— Material to process —
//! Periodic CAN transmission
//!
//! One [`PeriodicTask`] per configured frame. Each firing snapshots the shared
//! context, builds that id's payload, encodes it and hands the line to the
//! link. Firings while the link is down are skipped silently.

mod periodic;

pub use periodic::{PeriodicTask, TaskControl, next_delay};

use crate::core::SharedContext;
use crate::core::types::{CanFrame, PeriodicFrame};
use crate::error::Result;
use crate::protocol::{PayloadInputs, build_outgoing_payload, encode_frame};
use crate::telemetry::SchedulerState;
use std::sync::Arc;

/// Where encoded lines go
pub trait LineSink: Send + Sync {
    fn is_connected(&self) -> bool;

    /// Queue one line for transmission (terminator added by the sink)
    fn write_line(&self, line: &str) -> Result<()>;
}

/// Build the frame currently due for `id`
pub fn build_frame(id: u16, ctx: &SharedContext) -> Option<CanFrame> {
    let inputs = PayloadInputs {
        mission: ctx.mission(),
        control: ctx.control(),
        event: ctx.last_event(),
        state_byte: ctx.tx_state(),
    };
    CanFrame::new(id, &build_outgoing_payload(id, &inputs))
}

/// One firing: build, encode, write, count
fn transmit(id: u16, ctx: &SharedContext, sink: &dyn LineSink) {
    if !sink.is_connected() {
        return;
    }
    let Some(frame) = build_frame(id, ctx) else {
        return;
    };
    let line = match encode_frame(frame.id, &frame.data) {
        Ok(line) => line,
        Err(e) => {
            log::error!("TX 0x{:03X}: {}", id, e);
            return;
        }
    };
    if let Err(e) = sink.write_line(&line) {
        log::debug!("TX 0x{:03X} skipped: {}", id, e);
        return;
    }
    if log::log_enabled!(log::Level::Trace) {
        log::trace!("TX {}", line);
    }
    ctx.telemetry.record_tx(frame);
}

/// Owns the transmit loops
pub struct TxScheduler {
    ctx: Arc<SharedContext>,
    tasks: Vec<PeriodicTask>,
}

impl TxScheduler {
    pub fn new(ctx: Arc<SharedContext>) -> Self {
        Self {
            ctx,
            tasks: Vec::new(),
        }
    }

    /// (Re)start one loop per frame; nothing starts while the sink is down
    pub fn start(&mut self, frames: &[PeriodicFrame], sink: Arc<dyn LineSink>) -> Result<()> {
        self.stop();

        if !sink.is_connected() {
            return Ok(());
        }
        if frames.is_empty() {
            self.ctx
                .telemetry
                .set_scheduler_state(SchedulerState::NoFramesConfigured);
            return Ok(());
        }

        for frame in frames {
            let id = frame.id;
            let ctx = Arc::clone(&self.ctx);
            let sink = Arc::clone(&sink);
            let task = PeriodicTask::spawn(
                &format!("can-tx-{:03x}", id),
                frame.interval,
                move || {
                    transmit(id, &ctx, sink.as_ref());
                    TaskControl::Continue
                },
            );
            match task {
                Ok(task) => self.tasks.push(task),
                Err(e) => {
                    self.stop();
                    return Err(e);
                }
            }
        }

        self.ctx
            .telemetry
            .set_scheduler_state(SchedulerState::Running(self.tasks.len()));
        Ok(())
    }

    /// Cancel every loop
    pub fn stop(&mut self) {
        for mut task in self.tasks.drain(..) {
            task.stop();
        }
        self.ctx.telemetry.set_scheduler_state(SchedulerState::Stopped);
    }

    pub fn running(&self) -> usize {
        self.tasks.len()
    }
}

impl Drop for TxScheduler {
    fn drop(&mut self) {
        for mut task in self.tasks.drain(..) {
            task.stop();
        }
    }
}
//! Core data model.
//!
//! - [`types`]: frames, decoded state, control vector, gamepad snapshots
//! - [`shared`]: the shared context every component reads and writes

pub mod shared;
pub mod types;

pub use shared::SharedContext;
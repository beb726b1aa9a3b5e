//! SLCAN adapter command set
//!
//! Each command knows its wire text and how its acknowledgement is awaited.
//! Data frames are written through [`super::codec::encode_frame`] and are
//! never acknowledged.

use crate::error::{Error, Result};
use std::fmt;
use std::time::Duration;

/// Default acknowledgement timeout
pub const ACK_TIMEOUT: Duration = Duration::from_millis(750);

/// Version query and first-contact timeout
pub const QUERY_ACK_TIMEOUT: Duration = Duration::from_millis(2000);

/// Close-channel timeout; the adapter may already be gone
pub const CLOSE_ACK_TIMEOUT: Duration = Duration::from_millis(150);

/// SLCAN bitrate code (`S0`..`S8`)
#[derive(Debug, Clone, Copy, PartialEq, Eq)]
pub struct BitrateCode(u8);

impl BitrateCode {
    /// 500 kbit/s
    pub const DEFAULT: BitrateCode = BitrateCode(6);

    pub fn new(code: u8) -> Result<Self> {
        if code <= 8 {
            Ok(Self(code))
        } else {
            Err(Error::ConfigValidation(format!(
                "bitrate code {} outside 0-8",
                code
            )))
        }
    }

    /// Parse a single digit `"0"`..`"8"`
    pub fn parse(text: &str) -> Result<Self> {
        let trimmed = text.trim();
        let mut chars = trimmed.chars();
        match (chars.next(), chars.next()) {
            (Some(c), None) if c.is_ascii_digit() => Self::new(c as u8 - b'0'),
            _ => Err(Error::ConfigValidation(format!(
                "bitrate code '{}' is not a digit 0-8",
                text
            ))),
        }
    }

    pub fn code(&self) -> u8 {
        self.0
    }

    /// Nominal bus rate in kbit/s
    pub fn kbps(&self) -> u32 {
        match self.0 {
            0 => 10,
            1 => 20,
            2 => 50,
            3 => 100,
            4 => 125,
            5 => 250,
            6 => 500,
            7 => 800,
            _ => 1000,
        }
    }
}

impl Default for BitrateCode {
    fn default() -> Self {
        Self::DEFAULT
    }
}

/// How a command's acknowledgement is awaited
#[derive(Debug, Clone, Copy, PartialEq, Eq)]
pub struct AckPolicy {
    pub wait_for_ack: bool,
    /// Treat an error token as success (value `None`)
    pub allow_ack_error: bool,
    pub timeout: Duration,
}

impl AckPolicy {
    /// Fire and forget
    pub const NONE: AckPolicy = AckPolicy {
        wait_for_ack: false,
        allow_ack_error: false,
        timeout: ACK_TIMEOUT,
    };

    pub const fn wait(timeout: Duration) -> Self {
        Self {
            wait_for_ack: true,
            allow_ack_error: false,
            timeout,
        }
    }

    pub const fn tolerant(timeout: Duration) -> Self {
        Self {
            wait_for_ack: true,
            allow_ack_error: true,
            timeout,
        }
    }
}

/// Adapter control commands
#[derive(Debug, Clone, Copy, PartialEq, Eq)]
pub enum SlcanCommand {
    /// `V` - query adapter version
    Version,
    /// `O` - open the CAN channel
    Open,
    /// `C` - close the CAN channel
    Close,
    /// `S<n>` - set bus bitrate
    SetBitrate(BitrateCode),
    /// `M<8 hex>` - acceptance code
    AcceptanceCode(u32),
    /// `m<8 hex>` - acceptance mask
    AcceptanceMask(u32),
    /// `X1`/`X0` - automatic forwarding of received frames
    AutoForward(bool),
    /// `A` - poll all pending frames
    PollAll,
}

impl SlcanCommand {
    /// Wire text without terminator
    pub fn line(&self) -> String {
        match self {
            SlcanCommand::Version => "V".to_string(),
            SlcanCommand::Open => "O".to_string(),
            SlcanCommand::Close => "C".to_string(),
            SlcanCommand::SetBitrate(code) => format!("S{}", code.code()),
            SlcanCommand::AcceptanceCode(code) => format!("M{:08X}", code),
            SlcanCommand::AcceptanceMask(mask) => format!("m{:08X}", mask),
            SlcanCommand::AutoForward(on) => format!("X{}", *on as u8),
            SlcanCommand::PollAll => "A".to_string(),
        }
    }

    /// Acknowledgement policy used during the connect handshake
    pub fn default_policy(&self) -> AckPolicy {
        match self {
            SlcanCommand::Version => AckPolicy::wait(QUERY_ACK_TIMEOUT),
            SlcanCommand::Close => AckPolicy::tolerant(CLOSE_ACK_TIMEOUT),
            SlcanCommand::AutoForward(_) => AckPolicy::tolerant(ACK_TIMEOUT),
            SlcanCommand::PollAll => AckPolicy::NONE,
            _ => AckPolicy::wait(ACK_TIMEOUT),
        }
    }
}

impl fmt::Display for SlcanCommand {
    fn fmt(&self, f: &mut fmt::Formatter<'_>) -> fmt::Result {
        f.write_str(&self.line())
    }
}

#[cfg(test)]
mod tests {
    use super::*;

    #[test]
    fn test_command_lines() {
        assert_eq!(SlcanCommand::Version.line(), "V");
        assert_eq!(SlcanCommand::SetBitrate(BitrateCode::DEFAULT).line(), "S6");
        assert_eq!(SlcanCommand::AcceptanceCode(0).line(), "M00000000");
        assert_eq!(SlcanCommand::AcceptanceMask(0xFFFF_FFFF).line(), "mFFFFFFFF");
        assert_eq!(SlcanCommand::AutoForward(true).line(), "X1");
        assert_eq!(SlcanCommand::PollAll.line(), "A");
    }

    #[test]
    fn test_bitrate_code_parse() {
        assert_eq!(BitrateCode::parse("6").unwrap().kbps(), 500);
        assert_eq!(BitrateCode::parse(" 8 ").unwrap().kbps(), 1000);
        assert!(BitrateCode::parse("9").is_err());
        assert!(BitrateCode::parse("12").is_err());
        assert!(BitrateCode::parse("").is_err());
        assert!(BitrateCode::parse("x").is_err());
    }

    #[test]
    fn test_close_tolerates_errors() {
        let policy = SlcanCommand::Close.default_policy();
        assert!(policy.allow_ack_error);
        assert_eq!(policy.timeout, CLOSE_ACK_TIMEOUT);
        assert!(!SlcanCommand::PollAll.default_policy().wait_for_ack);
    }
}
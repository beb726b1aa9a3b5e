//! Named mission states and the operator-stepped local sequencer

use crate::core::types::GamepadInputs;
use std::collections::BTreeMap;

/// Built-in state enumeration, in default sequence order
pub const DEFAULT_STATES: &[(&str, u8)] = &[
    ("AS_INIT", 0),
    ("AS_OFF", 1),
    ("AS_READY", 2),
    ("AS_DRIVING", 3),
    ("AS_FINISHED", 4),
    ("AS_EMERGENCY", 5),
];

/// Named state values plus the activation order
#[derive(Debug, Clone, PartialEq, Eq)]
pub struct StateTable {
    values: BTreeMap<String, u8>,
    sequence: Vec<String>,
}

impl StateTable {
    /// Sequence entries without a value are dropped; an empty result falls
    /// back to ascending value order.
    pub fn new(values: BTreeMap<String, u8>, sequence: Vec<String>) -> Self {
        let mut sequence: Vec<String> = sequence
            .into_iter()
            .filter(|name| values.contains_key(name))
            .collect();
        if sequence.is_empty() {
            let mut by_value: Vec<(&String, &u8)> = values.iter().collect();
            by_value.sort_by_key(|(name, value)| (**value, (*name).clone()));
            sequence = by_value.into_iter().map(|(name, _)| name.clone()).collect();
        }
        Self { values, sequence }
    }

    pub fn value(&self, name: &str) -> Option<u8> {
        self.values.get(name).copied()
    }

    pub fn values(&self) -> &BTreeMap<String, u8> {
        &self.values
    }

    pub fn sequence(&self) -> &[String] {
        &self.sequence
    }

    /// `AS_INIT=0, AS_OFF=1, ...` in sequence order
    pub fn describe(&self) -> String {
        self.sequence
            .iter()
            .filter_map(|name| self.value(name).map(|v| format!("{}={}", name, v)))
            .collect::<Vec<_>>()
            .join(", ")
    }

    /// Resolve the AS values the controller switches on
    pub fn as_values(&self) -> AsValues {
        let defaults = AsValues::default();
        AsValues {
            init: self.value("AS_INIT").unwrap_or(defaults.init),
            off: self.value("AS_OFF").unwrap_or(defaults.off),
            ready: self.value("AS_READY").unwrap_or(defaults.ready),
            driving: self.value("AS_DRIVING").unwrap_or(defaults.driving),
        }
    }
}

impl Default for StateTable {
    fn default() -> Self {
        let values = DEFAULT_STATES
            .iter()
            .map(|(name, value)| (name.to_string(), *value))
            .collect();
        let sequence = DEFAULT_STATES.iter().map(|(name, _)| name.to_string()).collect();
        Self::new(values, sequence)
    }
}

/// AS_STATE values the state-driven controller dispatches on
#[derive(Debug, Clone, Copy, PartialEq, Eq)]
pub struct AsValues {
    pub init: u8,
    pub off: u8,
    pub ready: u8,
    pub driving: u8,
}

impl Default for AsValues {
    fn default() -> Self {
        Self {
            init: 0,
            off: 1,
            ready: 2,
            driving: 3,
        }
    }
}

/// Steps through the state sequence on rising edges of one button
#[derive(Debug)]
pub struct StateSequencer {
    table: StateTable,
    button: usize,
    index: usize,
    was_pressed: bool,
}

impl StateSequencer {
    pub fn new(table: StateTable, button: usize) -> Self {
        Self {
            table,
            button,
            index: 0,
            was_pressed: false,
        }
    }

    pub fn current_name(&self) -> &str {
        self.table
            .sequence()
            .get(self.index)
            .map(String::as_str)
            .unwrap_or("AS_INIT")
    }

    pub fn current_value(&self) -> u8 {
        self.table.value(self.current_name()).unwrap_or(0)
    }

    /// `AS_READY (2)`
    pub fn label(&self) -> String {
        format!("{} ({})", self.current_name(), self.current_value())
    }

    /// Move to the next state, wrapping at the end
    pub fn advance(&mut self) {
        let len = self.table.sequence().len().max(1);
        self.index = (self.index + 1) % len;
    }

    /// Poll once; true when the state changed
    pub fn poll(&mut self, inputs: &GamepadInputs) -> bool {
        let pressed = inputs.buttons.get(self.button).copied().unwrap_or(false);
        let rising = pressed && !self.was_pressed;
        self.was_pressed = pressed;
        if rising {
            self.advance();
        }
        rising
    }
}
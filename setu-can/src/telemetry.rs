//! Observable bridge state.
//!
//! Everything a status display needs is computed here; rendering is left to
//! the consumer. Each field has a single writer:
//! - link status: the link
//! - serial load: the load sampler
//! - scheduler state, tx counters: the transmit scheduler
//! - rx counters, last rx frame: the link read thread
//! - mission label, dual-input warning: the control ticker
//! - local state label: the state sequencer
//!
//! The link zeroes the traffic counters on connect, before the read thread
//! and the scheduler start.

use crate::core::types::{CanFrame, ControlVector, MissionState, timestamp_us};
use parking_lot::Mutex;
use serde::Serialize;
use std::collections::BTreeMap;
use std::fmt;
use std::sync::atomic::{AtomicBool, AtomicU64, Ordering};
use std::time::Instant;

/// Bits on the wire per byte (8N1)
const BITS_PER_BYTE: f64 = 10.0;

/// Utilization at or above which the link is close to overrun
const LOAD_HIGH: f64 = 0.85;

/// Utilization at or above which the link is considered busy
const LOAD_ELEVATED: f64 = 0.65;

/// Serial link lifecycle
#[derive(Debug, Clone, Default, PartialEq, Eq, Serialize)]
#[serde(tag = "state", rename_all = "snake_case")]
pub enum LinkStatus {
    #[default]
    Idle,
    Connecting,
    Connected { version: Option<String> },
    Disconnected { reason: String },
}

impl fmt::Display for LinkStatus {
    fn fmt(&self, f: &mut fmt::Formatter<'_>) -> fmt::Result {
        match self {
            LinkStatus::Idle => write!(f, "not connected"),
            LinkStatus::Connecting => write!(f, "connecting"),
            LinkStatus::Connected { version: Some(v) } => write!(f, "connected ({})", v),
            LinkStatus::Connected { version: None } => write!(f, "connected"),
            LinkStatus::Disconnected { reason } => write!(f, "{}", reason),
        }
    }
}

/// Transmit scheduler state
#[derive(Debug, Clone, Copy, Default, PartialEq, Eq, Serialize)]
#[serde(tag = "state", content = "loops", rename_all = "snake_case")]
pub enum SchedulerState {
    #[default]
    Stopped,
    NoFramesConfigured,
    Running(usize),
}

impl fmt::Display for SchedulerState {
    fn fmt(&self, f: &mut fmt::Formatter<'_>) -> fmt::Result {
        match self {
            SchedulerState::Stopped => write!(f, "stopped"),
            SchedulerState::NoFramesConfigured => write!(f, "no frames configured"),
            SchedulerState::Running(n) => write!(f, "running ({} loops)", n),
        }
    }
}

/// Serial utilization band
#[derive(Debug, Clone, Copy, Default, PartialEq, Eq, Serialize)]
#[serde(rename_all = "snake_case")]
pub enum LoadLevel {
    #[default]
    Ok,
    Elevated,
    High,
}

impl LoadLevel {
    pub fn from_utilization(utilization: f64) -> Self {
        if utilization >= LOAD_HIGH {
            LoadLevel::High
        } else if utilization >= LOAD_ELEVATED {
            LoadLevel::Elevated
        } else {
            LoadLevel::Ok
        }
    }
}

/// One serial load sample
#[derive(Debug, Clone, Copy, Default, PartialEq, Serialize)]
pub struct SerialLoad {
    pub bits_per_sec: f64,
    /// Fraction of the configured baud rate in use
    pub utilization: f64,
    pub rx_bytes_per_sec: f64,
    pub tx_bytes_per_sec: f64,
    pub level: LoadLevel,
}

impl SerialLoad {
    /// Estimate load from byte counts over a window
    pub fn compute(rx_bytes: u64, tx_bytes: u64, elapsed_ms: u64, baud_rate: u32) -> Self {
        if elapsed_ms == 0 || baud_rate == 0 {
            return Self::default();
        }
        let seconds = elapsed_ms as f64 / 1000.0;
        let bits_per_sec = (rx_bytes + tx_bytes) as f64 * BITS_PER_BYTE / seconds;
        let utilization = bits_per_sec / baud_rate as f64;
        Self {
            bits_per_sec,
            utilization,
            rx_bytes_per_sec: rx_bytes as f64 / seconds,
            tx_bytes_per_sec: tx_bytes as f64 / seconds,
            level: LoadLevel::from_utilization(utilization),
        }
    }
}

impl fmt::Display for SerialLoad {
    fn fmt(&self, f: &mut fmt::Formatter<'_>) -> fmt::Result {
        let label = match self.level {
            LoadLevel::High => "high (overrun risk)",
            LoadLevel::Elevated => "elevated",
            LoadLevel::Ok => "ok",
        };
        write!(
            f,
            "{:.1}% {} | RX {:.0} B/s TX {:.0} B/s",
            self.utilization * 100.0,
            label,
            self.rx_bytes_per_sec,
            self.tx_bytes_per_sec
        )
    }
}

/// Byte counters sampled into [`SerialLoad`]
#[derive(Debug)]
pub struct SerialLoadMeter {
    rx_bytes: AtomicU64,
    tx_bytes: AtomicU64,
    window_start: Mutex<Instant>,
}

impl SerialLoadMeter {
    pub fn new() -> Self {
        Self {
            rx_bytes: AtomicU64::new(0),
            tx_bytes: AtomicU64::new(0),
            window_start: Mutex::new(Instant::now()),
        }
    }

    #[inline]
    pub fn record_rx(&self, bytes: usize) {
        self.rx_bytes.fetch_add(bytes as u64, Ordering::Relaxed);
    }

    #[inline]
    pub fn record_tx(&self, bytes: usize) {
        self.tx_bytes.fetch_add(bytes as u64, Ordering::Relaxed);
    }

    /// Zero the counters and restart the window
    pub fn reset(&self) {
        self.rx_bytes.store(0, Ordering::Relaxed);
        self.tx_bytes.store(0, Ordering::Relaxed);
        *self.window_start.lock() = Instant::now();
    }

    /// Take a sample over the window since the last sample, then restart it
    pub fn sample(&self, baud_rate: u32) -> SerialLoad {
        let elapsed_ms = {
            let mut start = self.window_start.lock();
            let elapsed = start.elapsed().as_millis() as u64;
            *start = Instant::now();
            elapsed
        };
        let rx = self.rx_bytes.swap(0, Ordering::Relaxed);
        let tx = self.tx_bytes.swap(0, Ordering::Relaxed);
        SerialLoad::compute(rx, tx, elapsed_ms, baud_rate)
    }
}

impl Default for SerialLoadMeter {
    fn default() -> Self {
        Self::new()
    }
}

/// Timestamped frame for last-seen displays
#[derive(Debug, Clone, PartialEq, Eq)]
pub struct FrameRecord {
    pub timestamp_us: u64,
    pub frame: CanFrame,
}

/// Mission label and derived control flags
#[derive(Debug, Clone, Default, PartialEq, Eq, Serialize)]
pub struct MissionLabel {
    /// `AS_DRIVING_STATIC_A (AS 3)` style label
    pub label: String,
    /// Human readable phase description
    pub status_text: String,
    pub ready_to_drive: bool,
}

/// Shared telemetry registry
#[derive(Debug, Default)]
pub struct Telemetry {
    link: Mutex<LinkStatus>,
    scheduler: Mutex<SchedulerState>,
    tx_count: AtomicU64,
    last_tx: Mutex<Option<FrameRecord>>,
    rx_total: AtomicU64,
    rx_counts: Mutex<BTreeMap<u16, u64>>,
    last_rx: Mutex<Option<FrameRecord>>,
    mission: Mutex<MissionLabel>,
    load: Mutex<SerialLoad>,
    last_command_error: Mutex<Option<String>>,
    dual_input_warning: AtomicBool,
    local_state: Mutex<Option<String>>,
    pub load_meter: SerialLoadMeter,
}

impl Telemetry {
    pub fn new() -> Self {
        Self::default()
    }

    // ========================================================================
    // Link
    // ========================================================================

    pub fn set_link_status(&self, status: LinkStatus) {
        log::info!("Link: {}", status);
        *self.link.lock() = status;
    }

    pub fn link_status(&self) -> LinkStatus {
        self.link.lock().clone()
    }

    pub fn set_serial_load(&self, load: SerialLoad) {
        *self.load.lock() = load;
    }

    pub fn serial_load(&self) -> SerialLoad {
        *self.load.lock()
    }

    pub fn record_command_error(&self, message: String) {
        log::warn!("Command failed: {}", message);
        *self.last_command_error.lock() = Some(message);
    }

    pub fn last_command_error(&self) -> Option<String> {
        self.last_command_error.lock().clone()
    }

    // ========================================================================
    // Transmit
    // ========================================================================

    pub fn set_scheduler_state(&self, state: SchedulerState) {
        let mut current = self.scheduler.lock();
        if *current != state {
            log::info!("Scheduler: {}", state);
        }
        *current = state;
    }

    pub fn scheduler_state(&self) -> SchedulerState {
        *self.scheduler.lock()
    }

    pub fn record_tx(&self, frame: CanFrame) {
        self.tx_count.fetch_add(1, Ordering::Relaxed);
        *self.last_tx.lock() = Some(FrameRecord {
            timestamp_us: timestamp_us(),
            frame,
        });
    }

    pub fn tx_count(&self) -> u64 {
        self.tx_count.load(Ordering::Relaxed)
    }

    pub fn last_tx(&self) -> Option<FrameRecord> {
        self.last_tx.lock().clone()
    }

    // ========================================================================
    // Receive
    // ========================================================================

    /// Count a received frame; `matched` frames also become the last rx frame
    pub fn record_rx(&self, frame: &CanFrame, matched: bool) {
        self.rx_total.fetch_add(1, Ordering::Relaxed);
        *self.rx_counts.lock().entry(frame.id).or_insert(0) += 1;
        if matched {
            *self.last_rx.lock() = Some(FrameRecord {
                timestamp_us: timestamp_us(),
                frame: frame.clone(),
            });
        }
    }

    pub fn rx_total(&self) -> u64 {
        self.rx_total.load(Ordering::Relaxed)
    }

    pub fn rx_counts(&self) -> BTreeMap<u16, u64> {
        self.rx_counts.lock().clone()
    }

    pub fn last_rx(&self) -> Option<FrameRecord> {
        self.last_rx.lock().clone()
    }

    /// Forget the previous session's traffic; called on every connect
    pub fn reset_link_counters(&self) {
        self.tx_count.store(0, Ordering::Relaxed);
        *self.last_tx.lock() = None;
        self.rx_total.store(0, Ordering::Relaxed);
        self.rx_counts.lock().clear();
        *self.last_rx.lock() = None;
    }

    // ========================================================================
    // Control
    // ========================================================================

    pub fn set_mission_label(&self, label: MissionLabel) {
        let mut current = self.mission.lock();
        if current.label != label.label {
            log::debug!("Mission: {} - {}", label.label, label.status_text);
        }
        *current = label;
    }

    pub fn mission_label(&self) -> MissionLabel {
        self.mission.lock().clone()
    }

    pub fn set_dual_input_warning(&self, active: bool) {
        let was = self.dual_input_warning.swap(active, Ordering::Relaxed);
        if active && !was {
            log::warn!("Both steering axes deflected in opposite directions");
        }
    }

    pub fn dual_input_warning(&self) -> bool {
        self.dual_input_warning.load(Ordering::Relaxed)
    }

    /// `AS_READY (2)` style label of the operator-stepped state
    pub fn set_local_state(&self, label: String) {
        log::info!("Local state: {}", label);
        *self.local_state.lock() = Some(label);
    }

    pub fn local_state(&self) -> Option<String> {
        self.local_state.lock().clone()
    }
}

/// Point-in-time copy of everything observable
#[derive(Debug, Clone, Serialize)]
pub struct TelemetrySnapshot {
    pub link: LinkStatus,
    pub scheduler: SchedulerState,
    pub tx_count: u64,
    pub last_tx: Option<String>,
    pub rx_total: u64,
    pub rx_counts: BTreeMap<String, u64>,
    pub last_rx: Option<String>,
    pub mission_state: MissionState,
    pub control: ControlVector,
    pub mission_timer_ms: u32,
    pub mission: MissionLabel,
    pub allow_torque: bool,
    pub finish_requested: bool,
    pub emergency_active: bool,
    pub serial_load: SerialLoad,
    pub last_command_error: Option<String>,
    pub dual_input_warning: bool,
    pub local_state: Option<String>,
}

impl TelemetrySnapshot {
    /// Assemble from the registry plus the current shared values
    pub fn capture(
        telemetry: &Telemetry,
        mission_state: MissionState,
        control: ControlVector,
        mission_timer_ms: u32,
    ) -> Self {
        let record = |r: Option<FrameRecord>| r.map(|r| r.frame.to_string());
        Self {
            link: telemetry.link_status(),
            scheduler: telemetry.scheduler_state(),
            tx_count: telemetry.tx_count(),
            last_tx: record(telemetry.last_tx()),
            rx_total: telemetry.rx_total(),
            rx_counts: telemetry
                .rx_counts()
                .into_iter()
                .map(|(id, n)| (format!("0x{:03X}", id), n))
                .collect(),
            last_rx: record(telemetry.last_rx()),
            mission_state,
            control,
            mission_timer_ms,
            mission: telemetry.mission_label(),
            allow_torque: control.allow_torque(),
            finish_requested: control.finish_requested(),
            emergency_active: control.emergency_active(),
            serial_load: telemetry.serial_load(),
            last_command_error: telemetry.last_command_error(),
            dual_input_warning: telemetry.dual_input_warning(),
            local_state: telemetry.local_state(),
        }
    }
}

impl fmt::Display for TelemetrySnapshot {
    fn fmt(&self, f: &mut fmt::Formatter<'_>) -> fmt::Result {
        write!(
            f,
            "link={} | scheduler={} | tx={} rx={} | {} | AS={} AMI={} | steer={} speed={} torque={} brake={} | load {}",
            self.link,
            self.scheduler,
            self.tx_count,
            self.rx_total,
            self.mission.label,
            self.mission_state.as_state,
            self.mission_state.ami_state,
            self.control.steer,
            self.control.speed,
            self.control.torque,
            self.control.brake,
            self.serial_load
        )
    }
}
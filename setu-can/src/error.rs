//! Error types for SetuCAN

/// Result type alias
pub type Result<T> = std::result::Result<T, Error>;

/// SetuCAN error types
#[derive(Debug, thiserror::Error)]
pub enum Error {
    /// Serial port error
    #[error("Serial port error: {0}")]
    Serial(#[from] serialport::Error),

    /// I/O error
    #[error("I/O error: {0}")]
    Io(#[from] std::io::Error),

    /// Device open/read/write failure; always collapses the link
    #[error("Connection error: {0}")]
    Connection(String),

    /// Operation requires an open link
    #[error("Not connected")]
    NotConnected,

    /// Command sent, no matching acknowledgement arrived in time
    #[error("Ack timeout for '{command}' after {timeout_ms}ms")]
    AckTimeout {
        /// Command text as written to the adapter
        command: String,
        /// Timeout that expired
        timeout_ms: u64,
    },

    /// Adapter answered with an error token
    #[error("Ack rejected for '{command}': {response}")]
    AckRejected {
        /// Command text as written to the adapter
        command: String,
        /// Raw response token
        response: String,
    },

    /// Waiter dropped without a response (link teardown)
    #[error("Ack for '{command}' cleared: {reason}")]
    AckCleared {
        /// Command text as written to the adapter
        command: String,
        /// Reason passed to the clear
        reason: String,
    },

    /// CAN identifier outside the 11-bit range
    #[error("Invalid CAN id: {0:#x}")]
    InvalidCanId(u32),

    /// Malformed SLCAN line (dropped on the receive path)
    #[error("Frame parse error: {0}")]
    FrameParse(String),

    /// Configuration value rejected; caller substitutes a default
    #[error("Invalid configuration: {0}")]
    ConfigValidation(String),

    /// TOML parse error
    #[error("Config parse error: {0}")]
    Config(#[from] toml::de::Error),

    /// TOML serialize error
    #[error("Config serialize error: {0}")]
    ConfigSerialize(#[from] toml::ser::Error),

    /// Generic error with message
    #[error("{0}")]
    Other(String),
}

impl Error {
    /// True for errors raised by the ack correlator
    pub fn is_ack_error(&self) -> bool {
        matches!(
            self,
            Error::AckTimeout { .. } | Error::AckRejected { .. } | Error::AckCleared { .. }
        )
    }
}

— Exercise requirements —
The answer must be a single number: the count of lines in the records above that contain the word "which".

— Your response —
2